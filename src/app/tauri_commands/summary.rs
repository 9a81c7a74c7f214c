use crate::app::state::AppState;
use crate::domain::types::SummaryScope;

use super::common::{map_api_error, to_json};

// ==========================================
// 区域汇总相关命令
// ==========================================

/// 当前区域过滤下的汇总卡片
#[tauri::command(rename_all = "snake_case")]
pub async fn get_region_summaries(
    state: tauri::State<'_, AppState>,
    region: Option<String>,
) -> Result<String, String> {
    let cards = state
        .dashboard_api
        .visible_summaries(region.as_deref().unwrap_or(""))
        .map_err(map_api_error)?;

    to_json(&cards)
}

#[tauri::command(rename_all = "snake_case")]
pub async fn begin_region_edit(
    state: tauri::State<'_, AppState>,
    scope: SummaryScope,
) -> Result<bool, String> {
    state
        .dashboard_api
        .begin_region_edit(scope)
        .map_err(map_api_error)
}

#[tauri::command(rename_all = "snake_case")]
pub async fn set_total_received(
    state: tauri::State<'_, AppState>,
    scope: SummaryScope,
    value: String,
) -> Result<bool, String> {
    state
        .dashboard_api
        .set_total_received(scope, &value)
        .map_err(map_api_error)
}

#[tauri::command(rename_all = "snake_case")]
pub async fn commit_region_edit(
    state: tauri::State<'_, AppState>,
    scope: SummaryScope,
) -> Result<bool, String> {
    state
        .dashboard_api
        .commit_region_edit(scope)
        .map_err(map_api_error)
}

#[tauri::command(rename_all = "snake_case")]
pub async fn cancel_region_edit(
    state: tauri::State<'_, AppState>,
    scope: SummaryScope,
) -> Result<bool, String> {
    state
        .dashboard_api
        .cancel_region_edit(scope)
        .map_err(map_api_error)
}
//! Biorhythm wizard pages.

use crate::error::FlowError;
use crate::flow::{Step, StepOption, StepSequence};
use crate::scoring::keys::*;

use super::settings_keys;

pub const INTRO: &str = "intro";

/// Intro, birth date, then the three quiz questions the score adjusts on.
pub fn biorhythm_steps() -> Result<StepSequence, FlowError> {
    StepSequence::new(vec![
        Step::info(INTRO, "Biorhythm analysis").with_body(
            "Your dreams follow a nine-day rhythm that starts on the day you were born. \
             Answer a few questions and we'll read where you are in the cycle.",
        ),
        Step::date_input(BIRTH_DATE, "When were you born?")
            .with_body("Your birth date sets the starting point of your cycle.")
            .stored_as(settings_keys::BIRTH_DATE)
            .persist_immediately(),
        Step::single_choice(
            DREAM_FREQUENCY,
            "How often do you remember your dreams?",
            vec![
                StepOption::new("Never", DREAMS_NEVER),
                StepOption::new("Rarely", DREAMS_RARELY),
                StepOption::new("Sometimes", DREAMS_SOMETIMES),
                StepOption::new("Often", DREAMS_OFTEN),
                StepOption::new("Each night", DREAMS_EACH_NIGHT),
            ],
        )
        .stored_as(settings_keys::DREAM_FREQUENCY),
        Step::single_choice(
            NIGHTMARE_FREQUENCY,
            "How many of your dreams are nightmares?",
            vec![
                StepOption::new("None", NIGHTMARES_NONE),
                StepOption::new("A few", NIGHTMARES_FEW),
                StepOption::new("About half", NIGHTMARES_HALF),
                StepOption::new("Most of them", NIGHTMARES_MOST),
                StepOption::new("Each one", NIGHTMARES_EACH_ONE),
            ],
        )
        .stored_as(settings_keys::NIGHTMARE_FREQUENCY),
        Step::single_choice(
            SLEEP_DURATION,
            "How long do you usually sleep?",
            vec![
                StepOption::new("< 5 hours", SLEEP_UNDER_5),
                StepOption::new("5-7 hours", SLEEP_5_TO_7),
                StepOption::new("7-9 hours", SLEEP_7_TO_9),
                StepOption::new("> 9 hours", SLEEP_OVER_9),
            ],
        )
        .stored_as(settings_keys::SLEEP_DURATION),
    ])
}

◆ ◆ ◆ ◆ ◆ ◆ ◆

INSTRUCTIONS FOR THE TASK: Every record above needs to be returned in full, exactly.

ANSWER FOR THIS EXERCISE:
filename src/app/tauri_commands/summary.rs
repository 9a81c7a74c7f214c
use crate::app::state::AppState;
use crate::domain::types::SummaryScope;

use super::common::{map_api_error, to_json};

// ==========================================
// 区域汇总相关命令
// ==========================================

/// 当前区域过滤下的汇总卡片
#[tauri::command(rename_all = "snake_case")]
pub async fn get_region_summaries(
    state: tauri::State<'_, AppState>,
    region: Option<String>,
) -> Result<String, String> {
    let cards = state
        .dashboard_api
        .visible_summaries(region.as_deref().unwrap_or(""))
        .map_err(map_api_error)?;

    to_json(&cards)
}

#[tauri::command(rename_all = "snake_case")]
pub async fn begin_region_edit(
    state: tauri::State<'_, AppState>,
    scope: SummaryScope,
) -> Result<bool, String> {
    state
        .dashboard_api
        .begin_region_edit(scope)
        .map_err(map_api_error)
}

#[tauri::command(rename_all = "snake_case")]
pub async fn set_total_received(
    state: tauri::State<'_, AppState>,
    scope: SummaryScope,
    value: String,
) -> Result<bool, String> {
    state
        .dashboard_api
        .set_total_received(scope, &value)
        .map_err(map_api_error)
}

#[tauri::command(rename_all = "snake_case")]
pub async fn commit_region_edit(
    state: tauri::State<'_, AppState>,
    scope: SummaryScope,
) -> Result<bool, String> {
    state
        .dashboard_api
        .commit_region_edit(scope)
        .map_err(map_api_error)
}

#[tauri::command(rename_all = "snake_case")]
pub async fn cancel_region_edit(
    state: tauri::State<'_, AppState>,
    scope: SummaryScope,
) -> Result<bool, String> {
    state
        .dashboard_api
        .cancel_region_edit(scope)
        .map_err(map_api_error)
}
//! Biorhythm wizard pages.

use crate::error::FlowError;
use crate::flow::{Step, StepOption, StepSequence};
use crate::scoring::keys::*;

use super::settings_keys;

pub const INTRO: &str = "intro";

/// Intro, birth date, then the three quiz questions the score adjusts on.
pub fn biorhythm_steps() -> Result<StepSequence, FlowError> {
    StepSequence::new(vec![
        Step::info(INTRO, "Biorhythm analysis").with_body(
            "Your dreams follow a nine-day rhythm that starts on the day you were born. \
             Answer a few questions and we'll read where you are in the cycle.",
        ),
        Step::date_input(BIRTH_DATE, "When were you born?")
            .with_body("Your birth date sets the starting point of your cycle.")
            .stored_as(settings_keys::BIRTH_DATE)
            .persist_immediately(),
        Step::single_choice(
            DREAM_FREQUENCY,
            "How often do you remember your dreams?",
            vec![
                StepOption::new("Never", DREAMS_NEVER),
                StepOption::new("Rarely", DREAMS_RARELY),
                StepOption::new("Sometimes", DREAMS_SOMETIMES),
                StepOption::new("Often", DREAMS_OFTEN),
                StepOption::new("Each night", DREAMS_EACH_NIGHT),
            ],
        )
        .stored_as(settings_keys::DREAM_FREQUENCY),
        Step::single_choice(
            NIGHTMARE_FREQUENCY,
            "How many of your dreams are nightmares?",
            vec![
                StepOption::new("None", NIGHTMARES_NONE),
                StepOption::new("A few", NIGHTMARES_FEW),
                StepOption::new("About half", NIGHTMARES_HALF),
                StepOption::new("Most of them", NIGHTMARES_MOST),
                StepOption::new("Each one", NIGHTMARES_EACH_ONE),
            ],
        )
        .stored_as(settings_keys::NIGHTMARE_FREQUENCY),
        Step::single_choice(
            SLEEP_DURATION,
            "How long do you usually sleep?",
            vec![
                StepOption::new("< 5 hours", SLEEP_UNDER_5),
                StepOption::new("5-7 hours", SLEEP_5_TO_7),
                StepOption::new("7-9 hours", SLEEP_7_TO_9),
                StepOption::new("> 9 hours", SLEEP_OVER_9),
            ],
        )
        .stored_as(settings_keys::SLEEP_DURATION),
    ])
}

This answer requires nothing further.